Actualisé 11.01.2015 à 20:43

Ski alpinComme la Norvège, mais en beaucoup moins bien

Swiss-Ski peine à amener la relève à un niveau élevé dans les disciplines techniques. Les épreuves d'Adelboden, ce week-end, ont renforcé cette constatation.

de
Jean-Philippe Pressl-Wenger, Adelboden
Luca Aerni (à droite) a été le Suisse le mieux classé en slalom (19e). De quoi se gratter la tête.

Luca Aerni (à droite) a été le Suisse le mieux classé en slalom (19e). De quoi se gratter la tête.

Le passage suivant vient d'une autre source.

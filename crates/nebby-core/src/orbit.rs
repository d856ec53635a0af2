//! Parametric orbit ellipse and the comet's motion along it.

use std::f64::consts::TAU;

use crate::geometry::Point;
use crate::viewport::Viewport;

/// Progress offset used to sample the second point for the velocity estimate.
pub const VELOCITY_LOOKAHEAD: f64 = 0.002;

/// Length of the comet tail in logical units.
pub const COMET_TAIL_LENGTH: f32 = 26.0;

/// Every n-th sector gets a tick mark on the orbit path.
pub const TICK_STRIDE: u32 = 3;

/// Amplitude of the angular wobble applied to the vertical axis.
const WOBBLE: f64 = 0.02;

/// Smallest velocity magnitude used when normalizing the tail direction.
const MIN_VELOCITY: f32 = 0.001;

/// Orbit ellipse in logical units.
#[derive(Debug, Clone, Copy, PartialEq)]
pub struct Ellipse {
    pub center: Point,
    pub rx: f32,
    pub ry: f32,
}

impl Ellipse {
    /// Orbit sized for the given viewport, proportional to its shorter side.
    pub fn for_viewport(viewport: &Viewport) -> Self {
        let side = viewport.min_side();
        Self {
            center: Point::new(viewport.width * 0.52, viewport.height * 0.52),
            rx: side * 0.28,
            ry: side * 0.18,
        }
    }
}

/// Position on the orbit at the given progress.
pub fn orbit_point(progress: f64, ellipse: &Ellipse) -> Point {
    let angle = progress * TAU;
    let wobble = angle.sin() * WOBBLE;
    Point::new(
        ellipse.center.x + (angle.cos() as f32) * ellipse.rx,
        ellipse.center.y + ((angle + wobble).sin() as f32) * ellipse.ry,
    )
}

/// Instantaneous velocity, taken as the delta to a slightly later point.
pub fn comet_velocity(progress: f64, ellipse: &Ellipse) -> Point {
    let ahead = (progress + VELOCITY_LOOKAHEAD).rem_euclid(1.0);
    orbit_point(ahead, ellipse) - orbit_point(progress, ellipse)
}

/// Tail offset from the comet head, pointing opposite the velocity.
pub fn tail_vector(velocity: Point, length: f32) -> Point {
    let magnitude = velocity.length().max(MIN_VELOCITY);
    velocity * (-length / magnitude)
}

/// Angles (radians) of the tick marks for `sectors` divisions.
pub fn tick_angles(sectors: u32) -> impl Iterator<Item = f32> {
    let sectors = sectors.max(1);
    (0..sectors)
        .step_by(TICK_STRIDE as usize)
        .map(move |i| (i as f64 / sectors as f64 * TAU) as f32)
}
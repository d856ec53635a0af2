//! File logging. The terminal belongs to the scene, so traces go to disk.

use std::fs::{self, File};
use std::path::PathBuf;
use std::sync::Mutex;

use directories::ProjectDirs;
use tracing_subscriber::EnvFilter;

/// Environment variable holding the log filter, e.g. `NEBBY_LOG=debug`.
pub const LOG_ENV: &str = "NEBBY_LOG";

const LOG_FILE_NAME: &str = "nebby.log";

/// Log file location, e.g. `~/.local/share/nebby/nebby.log`.
///
/// Falls back to the temp directory when no home directory is known.
pub fn log_path() -> PathBuf {
    ProjectDirs::from("", "", "nebby")
        .map(|dirs| dirs.data_dir().to_path_buf())
        .unwrap_or_else(std::env::temp_dir)
        .join(LOG_FILE_NAME)
}

fn filter() -> EnvFilter {
    EnvFilter::try_from_env(LOG_ENV).unwrap_or_else(|_| EnvFilter::new("info"))
}

/// Install the global subscriber writing to [`log_path`].
pub fn init() -> color_eyre::Result<PathBuf> {
    init_at(log_path())
}

/// Install the global subscriber writing to `path`.
pub fn init_at(path: PathBuf) -> color_eyre::Result<PathBuf> {
    if let Some(dir) = path.parent() {
        fs::create_dir_all(dir)?;
    }
    let file = File::create(&path)?;

    tracing_subscriber::fmt()
        .with_env_filter(filter())
        .with_writer(Mutex::new(file))
        .with_ansi(false)
        .with_target(false)
        .try_init()
        .map_err(|e| color_eyre::eyre::eyre!(e))?;

    Ok(path)
}
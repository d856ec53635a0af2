//! Property-based tests for the epoch cycle, orbit and starfield.

use proptest::prelude::*;

use crate::cycle::Cycle;
use crate::orbit::{Ellipse, orbit_point};
use crate::star::{STAR_MARGIN, Star};
use crate::viewport::Viewport;

proptest! {
    #![proptest_config(ProptestConfig::with_cases(256))]

    /// Progress stays in [0, 1) for any clock reading and period.
    #[test]
    fn prop_progress_in_unit_interval(
        t in -1.0e12f64..1.0e12,
        period in 1.0f64..1.0e7,
    ) {
        let p = Cycle::new(period, 90).progress(t);
        prop_assert!((0.0..1.0).contains(&p), "progress {} out of range", p);
    }

    /// Sector index is always a valid zero-based index.
    #[test]
    fn prop_sector_in_range(
        t in 0.0f64..1.0e10,
        sectors in 1u32..1000,
    ) {
        let cycle = Cycle::new(86_400.0, sectors);
        let sector = cycle.sector(cycle.progress(t));
        prop_assert!(sector < sectors);
    }

    /// Progress is continuous away from period multiples.
    #[test]
    fn prop_progress_continuous_inside_epoch(
        epoch in 0i64..100_000,
        offset in 1.0f64..86_000.0,
    ) {
        let cycle = Cycle::default();
        let t = epoch as f64 * 86_400.0 + offset;
        let delta = cycle.progress(t + 1.0) - cycle.progress(t);
        prop_assert!((delta - 1.0 / 86_400.0).abs() < 1e-6);
    }

    /// The drawn position is the same one full period apart.
    #[test]
    fn prop_orbit_periodic(
        progress in 0.0f64..1.0,
        width in 10.0f32..4000.0,
        height in 10.0f32..4000.0,
    ) {
        let ellipse = Ellipse::for_viewport(&Viewport::new(width, height, 1.0));
        let a = orbit_point(progress, &ellipse);
        let b = orbit_point(progress + 1.0, &ellipse);
        let tolerance = 1e-3 * width.max(height);
        prop_assert!((a.x - b.x).abs() < tolerance);
        prop_assert!((a.y - b.y).abs() < tolerance);
    }

    /// One update always brings a star back inside the wrap bounds.
    #[test]
    fn prop_star_stays_within_margin(
        x in -5000.0f32..5000.0,
        y in -5000.0f32..5000.0,
        vx in -0.03f32..0.03,
        vy in -0.03f32..0.03,
        width in 0.0f32..2000.0,
        height in 0.0f32..2000.0,
    ) {
        let viewport = Viewport::new(width, height, 1.0);
        let mut star = Star { x, y, radius: 1.0, alpha: 1.0, vx, vy };
        star.step(&viewport);
        prop_assert!(star.x >= -STAR_MARGIN && star.x <= width + STAR_MARGIN);
        prop_assert!(star.y >= -STAR_MARGIN && star.y <= height + STAR_MARGIN);
        prop_assert_eq!((star.vx, star.vy), (vx, vy));
    }
}
//! HUD overlay: epoch, sector and progress through the epoch.

use nebby_core::HudReadout;
use ratatui::{
    Frame,
    layout::{Constraint, Layout, Rect},
    style::{Color, Style, Stylize},
    text::Line,
    widgets::{Block, Clear, Gauge, Paragraph},
};

const HUD_TITLE: &str = "Nebby Orbit";
const HUD_SUBTITLE: &str = "Stage 0 • Visual simulation";
const HUD_WIDTH: u16 = 32;
const HUD_HEIGHT: u16 = 8;

const LABEL: Color = Color::Rgb(160, 150, 200);
const VALUE: Color = Color::Rgb(245, 235, 255);
const ACCENT: Color = Color::Rgb(180, 120, 255);

/// Panel position in the top-left corner, shrunk to fit small terminals.
pub fn hud_area(area: Rect) -> Rect {
    let x = area.x + 2.min(area.width);
    let y = area.y + 1.min(area.height);
    Rect {
        x,
        y,
        width: HUD_WIDTH.min(area.right().saturating_sub(x)),
        height: HUD_HEIGHT.min(area.bottom().saturating_sub(y)),
    }
}

/// Draw the HUD panel over whatever is already in the frame.
pub fn render_hud(frame: &mut Frame, readout: &HudReadout) {
    let area = hud_area(frame.area());
    if area.width < 4 || area.height < 3 {
        return;
    }

    let block = Block::bordered()
        .title(Line::from(HUD_TITLE).bold().fg(VALUE))
        .border_style(Style::new().fg(ACCENT))
        .style(Style::new().bg(Color::Rgb(8, 6, 20)));
    let inner = block.inner(area);
    frame.render_widget(Clear, area);
    frame.render_widget(block, area);

    let [epoch, sector, _, bar, sub] = Layout::vertical([Constraint::Length(1); 5]).areas(inner);

    frame.render_widget(row("Epoch", readout.epoch_label()), epoch);
    frame.render_widget(row("Sector", readout.sector_label()), sector);

    let gauge = Gauge::default()
        .ratio(readout.fill_ratio())
        .label(format!("{:.1}%", readout.percent))
        .gauge_style(Style::new().fg(ACCENT).bg(Color::Rgb(30, 20, 50)));
    frame.render_widget(gauge, bar);

    frame.render_widget(
        Paragraph::new(HUD_SUBTITLE).style(Style::new().fg(LABEL).italic()),
        sub,
    );
}

fn row(label: &'static str, value: String) -> Paragraph<'static> {
    Paragraph::new(Line::from(vec![
        format!("{label:<8}").fg(LABEL),
        value.bold().fg(VALUE),
    ]))
}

Les Suisses ne sont pas à l'abri d'un bon résultat. C'est un peu la sensation qui domine après le géant misérable de ­samedi et le slalom de dimanche, marqué par la 19e place de Luca Aerni. Les résultats de ce début de saison sont loin d'être satisfaisants, et les coureurs en sont évidemment les premiers déçus.

Du côté de Swiss-Ski, on continue de demander de la patience. Depuis bientôt deux ans. «Faire le pas vers la Coupe du monde et y trouver sa place prend du temps pour un skieur», détaille le chef du ski de compétition, Rudi Huber. Pourtant, les Norvégiens, qui disposent de beaucoup moins de moyens que la fédération helvétique, parviennent quasiment chaque année à amener un jeune vers les podiums. Dans le sillage de Svindal et de Jansrud, il y a eu Kristoffersen et finalement Solevaag. «C'est juste, mais ils travaillent dans de plus petites structures et sans pression, enchaîne le technicien autrichien. Nous essayons aussi de le faire, et nos jeunes ont les mêmes ­occasions que les Norvégiens. Faut-il encore qu'ils les saisissent.»

Remis en question par certaines voix à l'interne, Rudi Huber reste serein. «J'ai le soutien du Présidium et des associations régionales, assure-t-il. Nous avons de bonnes structures, un bon programme. Il faut juste que les entraîneurs et les athlètes veuillent bien le mettre en œuvre.» Cette dernière remarque laisse clairement supposer que le message de l'Autrichien a de la peine à passer. «La seule chose qui puisse nous aider, c'est un bon résultat, explique le descendeur Beat Feuz, qui a officié comme ouvreur hier. Tout le reste, c'est de la cuisine interne à la Fédération.»

Reste à espérer que les ­spécialistes de la vitesse, dont l'Emmentalois fait partie, fassent oublier, samedi sur le mythique Lauberhorn, le raté de ce premier week-end dans l'Oberland.

Twitter, @JPPresslWenger

«Pour ma part, je dois dire que ça va bien»

«Je me suis planté. Je vais prendre un peu de recul et tenter de me préparer au mieux pour Wengen. Mon début de saison n'est pas manqué pour autant. A l'entraînement, mes coéquipiers réalisent les mêmes temps que moi. J'ai peut-être l'air d'un leader, vu de ­l'extérieur, mais je ne me considère pas comme tel. On a une équipe jeune, qui met en place ce qu'il faut pour viser les podiums dans les années à venir. Les médias pensent que le ski suisse est dans une mauvaise passe. On ne s'en préoccupe pas et on continue de travailler. Personnellement, je dois dire que ça va plutôt bien.»